(TASK TO CARRY OUT)
Give the lines again exactly, from the one holding "pub fn new()" to the last line of the listing below, both ends included and nothing added.

──────── RECORDED DATA ────────

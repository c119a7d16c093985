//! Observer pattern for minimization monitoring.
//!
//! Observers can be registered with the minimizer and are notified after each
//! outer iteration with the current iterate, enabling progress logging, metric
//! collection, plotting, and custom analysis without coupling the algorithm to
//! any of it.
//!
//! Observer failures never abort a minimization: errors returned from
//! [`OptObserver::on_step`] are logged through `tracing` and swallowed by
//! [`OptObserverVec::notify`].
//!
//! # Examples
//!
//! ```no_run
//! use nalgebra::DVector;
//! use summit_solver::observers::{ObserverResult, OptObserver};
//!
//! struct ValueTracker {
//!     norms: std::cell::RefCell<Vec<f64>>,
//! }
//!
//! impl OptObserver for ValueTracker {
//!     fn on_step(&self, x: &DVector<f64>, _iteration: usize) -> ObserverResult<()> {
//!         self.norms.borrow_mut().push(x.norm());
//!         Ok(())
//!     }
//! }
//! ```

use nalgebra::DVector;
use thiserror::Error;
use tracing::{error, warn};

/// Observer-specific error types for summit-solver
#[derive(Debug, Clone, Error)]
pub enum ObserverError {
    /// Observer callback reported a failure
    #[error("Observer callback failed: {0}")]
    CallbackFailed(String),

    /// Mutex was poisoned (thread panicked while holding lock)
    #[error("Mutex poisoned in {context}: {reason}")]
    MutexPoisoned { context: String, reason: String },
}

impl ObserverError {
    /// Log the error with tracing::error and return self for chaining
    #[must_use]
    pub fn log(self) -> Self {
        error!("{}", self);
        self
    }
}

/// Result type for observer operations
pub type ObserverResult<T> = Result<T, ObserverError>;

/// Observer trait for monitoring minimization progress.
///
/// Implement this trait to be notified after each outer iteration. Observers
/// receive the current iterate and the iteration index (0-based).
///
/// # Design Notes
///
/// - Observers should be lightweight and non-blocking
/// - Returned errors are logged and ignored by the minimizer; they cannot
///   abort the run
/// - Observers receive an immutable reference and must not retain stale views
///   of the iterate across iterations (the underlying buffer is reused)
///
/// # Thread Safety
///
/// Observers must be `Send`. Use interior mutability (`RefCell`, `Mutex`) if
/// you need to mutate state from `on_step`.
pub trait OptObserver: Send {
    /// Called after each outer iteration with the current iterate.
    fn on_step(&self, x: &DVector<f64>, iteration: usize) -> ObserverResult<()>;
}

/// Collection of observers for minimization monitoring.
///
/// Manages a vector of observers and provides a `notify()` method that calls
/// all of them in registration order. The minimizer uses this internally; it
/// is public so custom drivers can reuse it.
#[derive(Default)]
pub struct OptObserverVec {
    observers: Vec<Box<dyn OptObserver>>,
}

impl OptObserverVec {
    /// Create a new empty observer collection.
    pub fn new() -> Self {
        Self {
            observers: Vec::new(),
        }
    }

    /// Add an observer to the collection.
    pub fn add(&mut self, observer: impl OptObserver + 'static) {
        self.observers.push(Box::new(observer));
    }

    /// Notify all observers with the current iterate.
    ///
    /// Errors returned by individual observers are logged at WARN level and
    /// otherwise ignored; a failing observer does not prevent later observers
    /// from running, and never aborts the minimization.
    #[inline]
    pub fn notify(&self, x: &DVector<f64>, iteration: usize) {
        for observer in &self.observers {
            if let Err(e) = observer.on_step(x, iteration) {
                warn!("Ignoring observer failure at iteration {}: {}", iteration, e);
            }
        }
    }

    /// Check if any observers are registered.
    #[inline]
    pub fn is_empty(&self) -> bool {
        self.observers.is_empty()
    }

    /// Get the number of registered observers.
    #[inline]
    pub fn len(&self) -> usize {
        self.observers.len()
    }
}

────────

(RESPONSE BELOW)
    pub fn new() -> Self {
        Self {
            observers: Vec::new(),
        }
    }

    /// Add an observer to the collection.
    pub fn add(&mut self, observer: impl OptObserver + 'static) {
        self.observers.push(Box::new(observer));
    }

    /// Notify all observers with the current iterate.
    ///
    /// Errors returned by individual observers are logged at WARN level and
    /// otherwise ignored; a failing observer does not prevent later observers
    /// from running, and never aborts the minimization.
    #[inline]
    pub fn notify(&self, x: &DVector<f64>, iteration: usize) {
        for observer in &self.observers {
            if let Err(e) = observer.on_step(x, iteration) {
                warn!("Ignoring observer failure at iteration {}: {}", iteration, e);
            }
        }
    }

    /// Check if any observers are registered.
    #[inline]
    pub fn is_empty(&self) -> bool {
        self.observers.is_empty()
    }

    /// Get the number of registered observers.
    #[inline]
    pub fn len(&self) -> usize {
        self.observers.len()
    }
}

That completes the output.